### Brief:
Please restate word for word the line holding "assert!(!Archived.can_transition_to(Review));" and every following line through the end of the entries.

### Stored data:
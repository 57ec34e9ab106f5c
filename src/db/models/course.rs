//! Course models, closed enums and DTOs.

use serde::{Deserialize, Serialize};
use sqlx::FromRow;
use thiserror::Error;

use super::common::{parse_json_list, Pagination};
use super::lesson::LessonResponse;

#[derive(Debug, Clone, Copy, PartialEq, Eq, Serialize, Deserialize)]
#[serde(rename_all = "kebab-case")]
pub enum CourseCategory {
    Programming,
    Design,
    Business,
    Marketing,
    DataScience,
    Other,
}

impl CourseCategory {
    pub const ALL: [CourseCategory; 6] = [
        CourseCategory::Programming,
        CourseCategory::Design,
        CourseCategory::Business,
        CourseCategory::Marketing,
        CourseCategory::DataScience,
        CourseCategory::Other,
    ];

    pub fn as_str(&self) -> &'static str {
        match self {
            CourseCategory::Programming => "programming",
            CourseCategory::Design => "design",
            CourseCategory::Business => "business",
            CourseCategory::Marketing => "marketing",
            CourseCategory::DataScience => "data-science",
            CourseCategory::Other => "other",
        }
    }
}

impl std::str::FromStr for CourseCategory {
    type Err = String;

    fn from_str(s: &str) -> Result<Self, Self::Err> {
        CourseCategory::ALL
            .into_iter()
            .find(|c| c.as_str() == s)
            .ok_or_else(|| {
                format!(
                    "Invalid category. Must be one of: {}",
                    CourseCategory::ALL.map(|c| c.as_str()).join(", ")
                )
            })
    }
}

#[derive(Debug, Clone, Copy, PartialEq, Eq, Serialize, Deserialize)]
#[serde(rename_all = "lowercase")]
pub enum CourseLevel {
    Beginner,
    Intermediate,
    Advanced,
}

impl CourseLevel {
    pub fn as_str(&self) -> &'static str {
        match self {
            CourseLevel::Beginner => "beginner",
            CourseLevel::Intermediate => "intermediate",
            CourseLevel::Advanced => "advanced",
        }
    }
}

impl std::str::FromStr for CourseLevel {
    type Err = String;

    fn from_str(s: &str) -> Result<Self, Self::Err> {
        match s {
            "beginner" => Ok(CourseLevel::Beginner),
            "intermediate" => Ok(CourseLevel::Intermediate),
            "advanced" => Ok(CourseLevel::Advanced),
            _ => Err("Invalid level. Must be one of: beginner, intermediate, advanced".to_string()),
        }
    }
}

#[derive(Debug, Clone, Copy, PartialEq, Eq, Serialize, Deserialize)]
#[serde(rename_all = "lowercase")]
pub enum PricingType {
    Free,
    Paid,
}

impl PricingType {
    pub fn as_str(&self) -> &'static str {
        match self {
            PricingType::Free => "free",
            PricingType::Paid => "paid",
        }
    }
}

impl std::str::FromStr for PricingType {
    type Err = String;

    fn from_str(s: &str) -> Result<Self, Self::Err> {
        match s {
            "free" => Ok(PricingType::Free),
            "paid" => Ok(PricingType::Paid),
            _ => Err("Invalid pricing type. Must be one of: free, paid".to_string()),
        }
    }
}

/// Course lifecycle states
///
/// ```text
/// draft ──► review ──► published ──► archived
///   ▲  ╲                  │              │
///   │   ╲─────────────────┤              │
///   └─────────────────────┴──────────────┘
/// ```
#[derive(Debug, Clone, Copy, PartialEq, Eq, Serialize, Deserialize)]
#[serde(rename_all = "lowercase")]
pub enum CourseStatus {
    Draft,
    Review,
    Published,
    Archived,
}

#[derive(Debug, Clone, Copy, PartialEq, Eq, Error)]
pub enum TransitionError {
    #[error("A course cannot move from {from} to {to}")]
    NotAllowed { from: CourseStatus, to: CourseStatus },
    #[error("Add at least one lesson before publishing")]
    NoLessons,
}

impl CourseStatus {
    pub fn as_str(&self) -> &'static str {
        match self {
            CourseStatus::Draft => "draft",
            CourseStatus::Review => "review",
            CourseStatus::Published => "published",
            CourseStatus::Archived => "archived",
        }
    }

    pub fn can_transition_to(&self, next: CourseStatus) -> bool {
        use CourseStatus::*;
        matches!(
            (self, next),
            (Draft, Review)
                | (Draft, Published)
                | (Review, Published)
                | (Review, Draft)
                | (Published, Draft)
                | (Published, Archived)
                | (Archived, Draft)
        ) || *self == next
    }

    /// Validate a move to `next`. `live_lessons` must be a fresh count of the
    /// course's lessons, not the stored counter.
    pub fn check_transition(
        &self,
        next: CourseStatus,
        live_lessons: i64,
    ) -> Result<(), TransitionError> {
        if !self.can_transition_to(next) {
            return Err(TransitionError::NotAllowed {
                from: *self,
                to: next,
            });
        }
        if next == CourseStatus::Published && *self != next && live_lessons < 1 {
            return Err(TransitionError::NoLessons);
        }
        Ok(())
    }

    /// Target of the single publish/unpublish action
    pub fn toggle_target(&self) -> Result<CourseStatus, TransitionError> {
        match self {
            CourseStatus::Published => Ok(CourseStatus::Draft),
            CourseStatus::Draft | CourseStatus::Review => Ok(CourseStatus::Published),
            CourseStatus::Archived => Err(TransitionError::NotAllowed {
                from: CourseStatus::Archived,
                to: CourseStatus::Published,
            }),
        }
    }
}

impl std::fmt::Display for CourseStatus {
    fn fmt(&self, f: &mut std::fmt::Formatter<'_>) -> std::fmt::Result {
        f.write_str(self.as_str())
    }
}

impl std::str::FromStr for CourseStatus {
    type Err = String;

    fn from_str(s: &str) -> Result<Self, Self::Err> {
        match s {
            "draft" => Ok(CourseStatus::Draft),
            "review" => Ok(CourseStatus::Review),
            "published" => Ok(CourseStatus::Published),
            "archived" => Ok(CourseStatus::Archived),
            _ => Err("Invalid status. Must be one of: draft, review, published, archived".to_string()),
        }
    }
}

impl From<String> for CourseStatus {
    fn from(s: String) -> Self {
        s.parse().unwrap_or(CourseStatus::Draft)
    }
}

#[derive(Debug, Clone, Serialize, Deserialize, FromRow)]
pub struct Course {
    pub id: String,
    pub title: String,
    pub slug: String,
    pub description: String,
    pub short_description: Option<String>,
    pub thumbnail: Option<String>,
    pub trailer: Option<String>,
    pub instructor_id: String,
    pub category: String,
    pub subcategory: Option<String>,
    pub level: String,
    pub language: String,
    pub pricing_type: String,
    pub pricing_amount: f64,
    pub pricing_currency: String,
    pub learning_outcomes: String,
    pub requirements: String,
    pub target_audience: String,
    /// Sum of lesson durations in seconds (denormalized)
    pub total_duration: i64,
    /// Number of lessons (denormalized)
    pub total_lessons: i64,
    pub status: String,
    pub rating_average: f64,
    pub rating_count: i64,
    pub enrollment_count: i64,
    pub tags: String,
    pub published_at: Option<String>,
    pub created_at: String,
    pub updated_at: String,
}

impl Course {
    pub fn status_enum(&self) -> CourseStatus {
        CourseStatus::from(self.status.clone())
    }
}

/// Course row joined with its instructor's public fields
#[derive(Debug, Clone, FromRow)]
pub struct CourseWithInstructor {
    #[sqlx(flatten)]
    pub course: Course,
    pub instructor_name: String,
    pub instructor_email: String,
    pub instructor_image: Option<String>,
}

/// SELECT prefix producing `CourseWithInstructor` rows
pub const COURSE_WITH_INSTRUCTOR_SELECT: &str = r#"
    SELECT c.*, u.name AS instructor_name, u.email AS instructor_email, u.image AS instructor_image
    FROM courses c
    INNER JOIN users u ON u.id = c.instructor_id
"#;

#[derive(Debug, Clone, Serialize, Deserialize)]
pub struct InstructorSummary {
    pub id: String,
    pub name: String,
    pub email: String,
    pub image: Option<String>,
}

#[derive(Debug, Clone, Serialize, Deserialize)]
pub struct Pricing {
    #[serde(rename = "type")]
    pub pricing_type: String,
    pub amount: f64,
    pub currency: String,
}

#[derive(Debug, Clone, Serialize, Deserialize)]
#[serde(rename_all = "camelCase")]
pub struct CourseContent {
    pub learning_outcomes: Vec<String>,
    pub requirements: Vec<String>,
    pub target_audience: Vec<String>,
    pub total_duration: i64,
    pub total_lessons: i64,
}

#[derive(Debug, Clone, Serialize, Deserialize)]
pub struct Ratings {
    pub average: f64,
    pub count: i64,
}

#[derive(Debug, Clone, Serialize, Deserialize)]
#[serde(rename_all = "camelCase")]
pub struct CourseResponse {
    pub id: String,
    pub title: String,
    pub slug: String,
    pub description: String,
    pub short_description: Option<String>,
    pub thumbnail: Option<String>,
    pub trailer: Option<String>,
    pub instructor: InstructorSummary,
    pub category: String,
    pub subcategory: Option<String>,
    pub level: String,
    pub language: String,
    pub pricing: Pricing,
    pub content: CourseContent,
    pub status: CourseStatus,
    pub is_published: bool,
    pub ratings: Ratings,
    pub enrollment_count: i64,
    pub tags: Vec<String>,
    pub published_at: Option<String>,
    pub created_at: String,
    pub updated_at: String,
}

impl From<CourseWithInstructor> for CourseResponse {
    fn from(row: CourseWithInstructor) -> Self {
        let course = row.course;
        let status = course.status_enum();
        Self {
            instructor: InstructorSummary {
                id: course.instructor_id,
                name: row.instructor_name,
                email: row.instructor_email,
                image: row.instructor_image,
            },
            pricing: Pricing {
                pricing_type: course.pricing_type,
                amount: course.pricing_amount,
                currency: course.pricing_currency,
            },
            content: CourseContent {
                learning_outcomes: parse_json_list(&course.learning_outcomes),
                requirements: parse_json_list(&course.requirements),
                target_audience: parse_json_list(&course.target_audience),
                total_duration: course.total_duration,
                total_lessons: course.total_lessons,
            },
            ratings: Ratings {
                average: course.rating_average,
                count: course.rating_count,
            },
            tags: parse_json_list(&course.tags),
            status,
            is_published: status == CourseStatus::Published,
            id: course.id,
            title: course.title,
            slug: course.slug,
            description: course.description,
            short_description: course.short_description,
            thumbnail: course.thumbnail,
            trailer: course.trailer,
            category: course.category,
            subcategory: course.subcategory,
            level: course.level,
            language: course.language,
            enrollment_count: course.enrollment_count,
            published_at: course.published_at,
            created_at: course.created_at,
            updated_at: course.updated_at,
        }
    }
}

#[derive(Debug, Clone, Default, Deserialize)]
#[serde(rename_all = "camelCase", default)]
pub struct PricingInput {
    #[serde(rename = "type")]
    pub pricing_type: Option<String>,
    pub amount: Option<f64>,
    pub currency: Option<String>,
}

/// Client-editable parts of `content`; the lesson counters are not accepted
#[derive(Debug, Clone, Default, Deserialize)]
#[serde(rename_all = "camelCase", default)]
pub struct CourseContentInput {
    pub learning_outcomes: Option<Vec<String>>,
    pub requirements: Option<Vec<String>>,
    pub target_audience: Option<Vec<String>>,
}

#[derive(Debug, Default, Deserialize)]
#[serde(rename_all = "camelCase", default)]
pub struct CreateCourseRequest {
    pub title: String,
    pub description: String,
    pub short_description: Option<String>,
    pub thumbnail: Option<String>,
    pub trailer: Option<String>,
    pub category: String,
    pub subcategory: Option<String>,
    pub level: String,
    pub language: Option<String>,
    pub pricing: Option<PricingInput>,
    pub content: Option<CourseContentInput>,
    pub tags: Option<Vec<String>>,
}

#[derive(Debug, Default, Deserialize)]
#[serde(rename_all = "camelCase", default)]
pub struct UpdateCourseRequest {
    pub title: Option<String>,
    pub description: Option<String>,
    pub short_description: Option<String>,
    pub thumbnail: Option<String>,
    pub trailer: Option<String>,
    pub category: Option<String>,
    pub subcategory: Option<String>,
    pub level: Option<String>,
    pub language: Option<String>,
    pub pricing: Option<PricingInput>,
    pub content: Option<CourseContentInput>,
    pub tags: Option<Vec<String>>,
    pub status: Option<String>,
}

#[derive(Debug, Default, Deserialize)]
#[serde(rename_all = "camelCase", default)]
pub struct CourseListQuery {
    pub category: Option<String>,
    pub level: Option<String>,
    pub search: Option<String>,
    pub instructor_id: Option<String>,
    pub status: Option<String>,
    pub page: Option<String>,
    pub limit: Option<String>,
}

#[derive(Debug, Serialize)]
pub struct CourseList {
    pub courses: Vec<CourseResponse>,
    pub pagination: Pagination,
}

#[derive(Debug, Serialize)]
pub struct CourseDetail {
    pub course: CourseResponse,
    pub lessons: Vec<LessonResponse>,
}

#[derive(Debug, Serialize)]
pub struct CourseEnvelope {
    pub message: String,
    pub course: CourseResponse,
}

#[cfg(test)]
mod tests {
    use super::*;
    use CourseStatus::*;

    #[test]
    fn test_category_round_trip_strings() {
        assert_eq!("data-science".parse::<CourseCategory>(), Ok(CourseCategory::DataScience));
        assert!("cooking".parse::<CourseCategory>().unwrap_err().contains("data-science"));
    }

    #[test]
    fn test_forward_transitions() {
        assert!(Draft.can_transition_to(Review));
        assert!(Review.can_transition_to(Published));
        assert!(Published.can_transition_to(Archived));
        assert!(Published.can_transition_to(Draft));
        assert!(Archived.can_transition_to(Draft));
    }

    #[test]
    fn test_forbidden_transitions() {
        assert!(!Archived.can_transition_to(Published));
        assert!(!Draft.can_transition_to(Archived));
        assert!(!Archived.can_transition_to(Review));
        assert_eq!(
            Archived.check_transition(Published, 5),
            Err(TransitionError::NotAllowed { from: Archived, to: Published })
        );
    }

    #[test]
    fn test_publish_requires_lessons() {
        assert_eq!(Draft.check_transition(Published, 0), Err(TransitionError::NoLessons));
        assert_eq!(Review.check_transition(Published, 0), Err(TransitionError::NoLessons));
        assert!(Draft.check_transition(Published, 1).is_ok());
        // Staying published is not a new publication.
        assert!(Published.check_transition(Published, 0).is_ok());
    }

    #[test]
    fn test_toggle_target() {
        assert_eq!(Published.toggle_target(), Ok(Draft));
        assert_eq!(Draft.toggle_target(), Ok(Published));
        assert_eq!(Review.toggle_target(), Ok(Published));
        assert!(Archived.toggle_target().is_err());
    }
}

### Result:
        assert!(!Archived.can_transition_to(Review));
        assert_eq!(
            Archived.check_transition(Published, 5),
            Err(TransitionError::NotAllowed { from: Archived, to: Published })
        );
    }

    #[test]
    fn test_publish_requires_lessons() {
        assert_eq!(Draft.check_transition(Published, 0), Err(TransitionError::NoLessons));
        assert_eq!(Review.check_transition(Published, 0), Err(TransitionError::NoLessons));
        assert!(Draft.check_transition(Published, 1).is_ok());
        // Staying published is not a new publication.
        assert!(Published.check_transition(Published, 0).is_ok());
    }

    #[test]
    fn test_toggle_target() {
        assert_eq!(Published.toggle_target(), Ok(Draft));
        assert_eq!(Draft.toggle_target(), Ok(Published));
        assert_eq!(Review.toggle_target(), Ok(Published));
        assert!(Archived.toggle_target().is_err());
    }
}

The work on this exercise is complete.